-- DATASET RECORDS follows --

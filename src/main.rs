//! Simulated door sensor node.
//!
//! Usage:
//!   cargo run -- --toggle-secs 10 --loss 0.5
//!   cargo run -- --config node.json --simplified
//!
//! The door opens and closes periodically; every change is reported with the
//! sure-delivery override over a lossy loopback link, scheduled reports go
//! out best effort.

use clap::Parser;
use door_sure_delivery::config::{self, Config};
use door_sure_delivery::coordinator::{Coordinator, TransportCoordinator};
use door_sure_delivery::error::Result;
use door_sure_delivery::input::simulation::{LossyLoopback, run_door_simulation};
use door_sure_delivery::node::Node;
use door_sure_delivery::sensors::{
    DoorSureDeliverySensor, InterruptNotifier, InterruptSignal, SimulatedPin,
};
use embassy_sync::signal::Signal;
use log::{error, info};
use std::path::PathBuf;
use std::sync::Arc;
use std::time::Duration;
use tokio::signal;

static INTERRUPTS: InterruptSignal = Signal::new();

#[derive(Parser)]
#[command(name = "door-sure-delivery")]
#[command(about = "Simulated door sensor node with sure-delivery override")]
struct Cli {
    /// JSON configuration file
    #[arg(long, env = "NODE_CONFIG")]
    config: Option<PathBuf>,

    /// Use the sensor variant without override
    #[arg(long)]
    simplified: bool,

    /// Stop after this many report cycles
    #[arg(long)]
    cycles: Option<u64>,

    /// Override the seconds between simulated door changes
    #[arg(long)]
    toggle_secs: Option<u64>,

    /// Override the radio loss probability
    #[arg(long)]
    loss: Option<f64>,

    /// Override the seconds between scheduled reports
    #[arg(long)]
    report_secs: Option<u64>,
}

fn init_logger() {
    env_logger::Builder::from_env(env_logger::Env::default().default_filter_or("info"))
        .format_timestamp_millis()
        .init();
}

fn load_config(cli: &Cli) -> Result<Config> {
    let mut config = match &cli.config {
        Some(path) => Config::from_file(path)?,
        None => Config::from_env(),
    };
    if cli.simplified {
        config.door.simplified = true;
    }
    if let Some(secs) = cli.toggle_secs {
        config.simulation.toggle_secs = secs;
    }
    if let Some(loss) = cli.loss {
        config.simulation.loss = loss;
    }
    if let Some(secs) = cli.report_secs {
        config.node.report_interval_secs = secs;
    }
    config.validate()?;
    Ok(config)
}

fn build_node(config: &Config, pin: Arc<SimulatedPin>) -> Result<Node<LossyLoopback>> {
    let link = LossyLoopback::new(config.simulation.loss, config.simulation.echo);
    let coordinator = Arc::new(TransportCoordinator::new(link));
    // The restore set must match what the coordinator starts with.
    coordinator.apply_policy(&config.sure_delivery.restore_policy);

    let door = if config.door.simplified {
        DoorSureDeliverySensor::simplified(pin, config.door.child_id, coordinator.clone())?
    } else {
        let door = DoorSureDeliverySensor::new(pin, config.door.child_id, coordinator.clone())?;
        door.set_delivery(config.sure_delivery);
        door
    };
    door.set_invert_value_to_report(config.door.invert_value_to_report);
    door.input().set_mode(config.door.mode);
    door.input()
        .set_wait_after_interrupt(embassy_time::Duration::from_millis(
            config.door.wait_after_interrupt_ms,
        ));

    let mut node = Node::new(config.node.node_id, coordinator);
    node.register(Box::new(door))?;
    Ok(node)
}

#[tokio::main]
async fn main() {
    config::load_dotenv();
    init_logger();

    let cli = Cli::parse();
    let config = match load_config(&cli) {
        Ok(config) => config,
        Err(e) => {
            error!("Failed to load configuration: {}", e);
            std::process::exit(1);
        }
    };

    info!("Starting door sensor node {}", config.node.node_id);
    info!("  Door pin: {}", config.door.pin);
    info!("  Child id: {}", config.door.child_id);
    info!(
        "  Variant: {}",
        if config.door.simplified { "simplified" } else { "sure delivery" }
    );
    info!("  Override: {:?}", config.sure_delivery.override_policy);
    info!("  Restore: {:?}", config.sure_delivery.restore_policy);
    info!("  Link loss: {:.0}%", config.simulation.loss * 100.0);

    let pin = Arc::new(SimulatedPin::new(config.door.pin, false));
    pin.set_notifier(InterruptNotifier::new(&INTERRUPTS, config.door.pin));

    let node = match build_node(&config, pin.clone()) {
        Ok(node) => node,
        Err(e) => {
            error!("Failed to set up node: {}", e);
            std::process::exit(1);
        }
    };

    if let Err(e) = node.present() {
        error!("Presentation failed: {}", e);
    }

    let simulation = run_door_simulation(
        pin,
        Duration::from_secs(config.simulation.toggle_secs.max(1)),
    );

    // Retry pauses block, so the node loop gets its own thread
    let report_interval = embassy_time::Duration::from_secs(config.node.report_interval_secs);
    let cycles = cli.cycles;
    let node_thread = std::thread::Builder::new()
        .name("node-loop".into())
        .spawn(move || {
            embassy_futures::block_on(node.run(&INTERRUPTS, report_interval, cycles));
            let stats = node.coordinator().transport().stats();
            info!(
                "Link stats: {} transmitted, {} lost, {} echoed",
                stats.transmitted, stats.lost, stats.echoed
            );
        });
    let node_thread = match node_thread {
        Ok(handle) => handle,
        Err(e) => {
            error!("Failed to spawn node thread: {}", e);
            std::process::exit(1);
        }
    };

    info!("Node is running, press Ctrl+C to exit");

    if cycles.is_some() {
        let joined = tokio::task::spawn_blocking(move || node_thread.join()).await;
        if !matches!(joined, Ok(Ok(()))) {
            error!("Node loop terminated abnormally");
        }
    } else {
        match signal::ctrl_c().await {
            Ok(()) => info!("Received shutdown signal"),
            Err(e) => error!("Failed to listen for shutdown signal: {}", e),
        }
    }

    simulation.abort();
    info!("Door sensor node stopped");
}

-- DATASET RECORDS concluded --

*EXERCISE DIRECTIONS:*
Retype the complete listing verbatim.

*EXERCISE ANSWER:*
filename src/main.rs
//! Simulated door sensor node.
//!
//! Usage:
//!   cargo run -- --toggle-secs 10 --loss 0.5
//!   cargo run -- --config node.json --simplified
//!
//! The door opens and closes periodically; every change is reported with the
//! sure-delivery override over a lossy loopback link, scheduled reports go
//! out best effort.

use clap::Parser;
use door_sure_delivery::config::{self, Config};
use door_sure_delivery::coordinator::{Coordinator, TransportCoordinator};
use door_sure_delivery::error::Result;
use door_sure_delivery::input::simulation::{LossyLoopback, run_door_simulation};
use door_sure_delivery::node::Node;
use door_sure_delivery::sensors::{
    DoorSureDeliverySensor, InterruptNotifier, InterruptSignal, SimulatedPin,
};
use embassy_sync::signal::Signal;
use log::{error, info};
use std::path::PathBuf;
use std::sync::Arc;
use std::time::Duration;
use tokio::signal;

static INTERRUPTS: InterruptSignal = Signal::new();

#[derive(Parser)]
#[command(name = "door-sure-delivery")]
#[command(about = "Simulated door sensor node with sure-delivery override")]
struct Cli {
    /// JSON configuration file
    #[arg(long, env = "NODE_CONFIG")]
    config: Option<PathBuf>,

    /// Use the sensor variant without override
    #[arg(long)]
    simplified: bool,

    /// Stop after this many report cycles
    #[arg(long)]
    cycles: Option<u64>,

    /// Override the seconds between simulated door changes
    #[arg(long)]
    toggle_secs: Option<u64>,

    /// Override the radio loss probability
    #[arg(long)]
    loss: Option<f64>,

    /// Override the seconds between scheduled reports
    #[arg(long)]
    report_secs: Option<u64>,
}

fn init_logger() {
    env_logger::Builder::from_env(env_logger::Env::default().default_filter_or("info"))
        .format_timestamp_millis()
        .init();
}

fn load_config(cli: &Cli) -> Result<Config> {
    let mut config = match &cli.config {
        Some(path) => Config::from_file(path)?,
        None => Config::from_env(),
    };
    if cli.simplified {
        config.door.simplified = true;
    }
    if let Some(secs) = cli.toggle_secs {
        config.simulation.toggle_secs = secs;
    }
    if let Some(loss) = cli.loss {
        config.simulation.loss = loss;
    }
    if let Some(secs) = cli.report_secs {
        config.node.report_interval_secs = secs;
    }
    config.validate()?;
    Ok(config)
}

fn build_node(config: &Config, pin: Arc<SimulatedPin>) -> Result<Node<LossyLoopback>> {
    let link = LossyLoopback::new(config.simulation.loss, config.simulation.echo);
    let coordinator = Arc::new(TransportCoordinator::new(link));
    // The restore set must match what the coordinator starts with.
    coordinator.apply_policy(&config.sure_delivery.restore_policy);

    let door = if config.door.simplified {
        DoorSureDeliverySensor::simplified(pin, config.door.child_id, coordinator.clone())?
    } else {
        let door = DoorSureDeliverySensor::new(pin, config.door.child_id, coordinator.clone())?;
        door.set_delivery(config.sure_delivery);
        door
    };
    door.set_invert_value_to_report(config.door.invert_value_to_report);
    door.input().set_mode(config.door.mode);
    door.input()
        .set_wait_after_interrupt(embassy_time::Duration::from_millis(
            config.door.wait_after_interrupt_ms,
        ));

    let mut node = Node::new(config.node.node_id, coordinator);
    node.register(Box::new(door))?;
    Ok(node)
}

#[tokio::main]
async fn main() {
    config::load_dotenv();
    init_logger();

    let cli = Cli::parse();
    let config = match load_config(&cli) {
        Ok(config) => config,
        Err(e) => {
            error!("Failed to load configuration: {}", e);
            std::process::exit(1);
        }
    };

    info!("Starting door sensor node {}", config.node.node_id);
    info!("  Door pin: {}", config.door.pin);
    info!("  Child id: {}", config.door.child_id);
    info!(
        "  Variant: {}",
        if config.door.simplified { "simplified" } else { "sure delivery" }
    );
    info!("  Override: {:?}", config.sure_delivery.override_policy);
    info!("  Restore: {:?}", config.sure_delivery.restore_policy);
    info!("  Link loss: {:.0}%", config.simulation.loss * 100.0);

    let pin = Arc::new(SimulatedPin::new(config.door.pin, false));
    pin.set_notifier(InterruptNotifier::new(&INTERRUPTS, config.door.pin));

    let node = match build_node(&config, pin.clone()) {
        Ok(node) => node,
        Err(e) => {
            error!("Failed to set up node: {}", e);
            std::process::exit(1);
        }
    };

    if let Err(e) = node.present() {
        error!("Presentation failed: {}", e);
    }

    let simulation = run_door_simulation(
        pin,
        Duration::from_secs(config.simulation.toggle_secs.max(1)),
    );

    // Retry pauses block, so the node loop gets its own thread
    let report_interval = embassy_time::Duration::from_secs(config.node.report_interval_secs);
    let cycles = cli.cycles;
    let node_thread = std::thread::Builder::new()
        .name("node-loop".into())
        .spawn(move || {
            embassy_futures::block_on(node.run(&INTERRUPTS, report_interval, cycles));
            let stats = node.coordinator().transport().stats();
            info!(
                "Link stats: {} transmitted, {} lost, {} echoed",
                stats.transmitted, stats.lost, stats.echoed
            );
        });
    let node_thread = match node_thread {
        Ok(handle) => handle,
        Err(e) => {
            error!("Failed to spawn node thread: {}", e);
            std::process::exit(1);
        }
    };

    info!("Node is running, press Ctrl+C to exit");

    if cycles.is_some() {
        let joined = tokio::task::spawn_blocking(move || node_thread.join()).await;
        if !matches!(joined, Ok(Ok(()))) {
            error!("Node loop terminated abnormally");
        }
    } else {
        match signal::ctrl_c().await {
            Ok(()) => info!("Received shutdown signal"),
            Err(e) => error!("Failed to listen for shutdown signal: {}", e),
        }
    }

    simulation.abort();
    info!("Door sensor node stopped");
}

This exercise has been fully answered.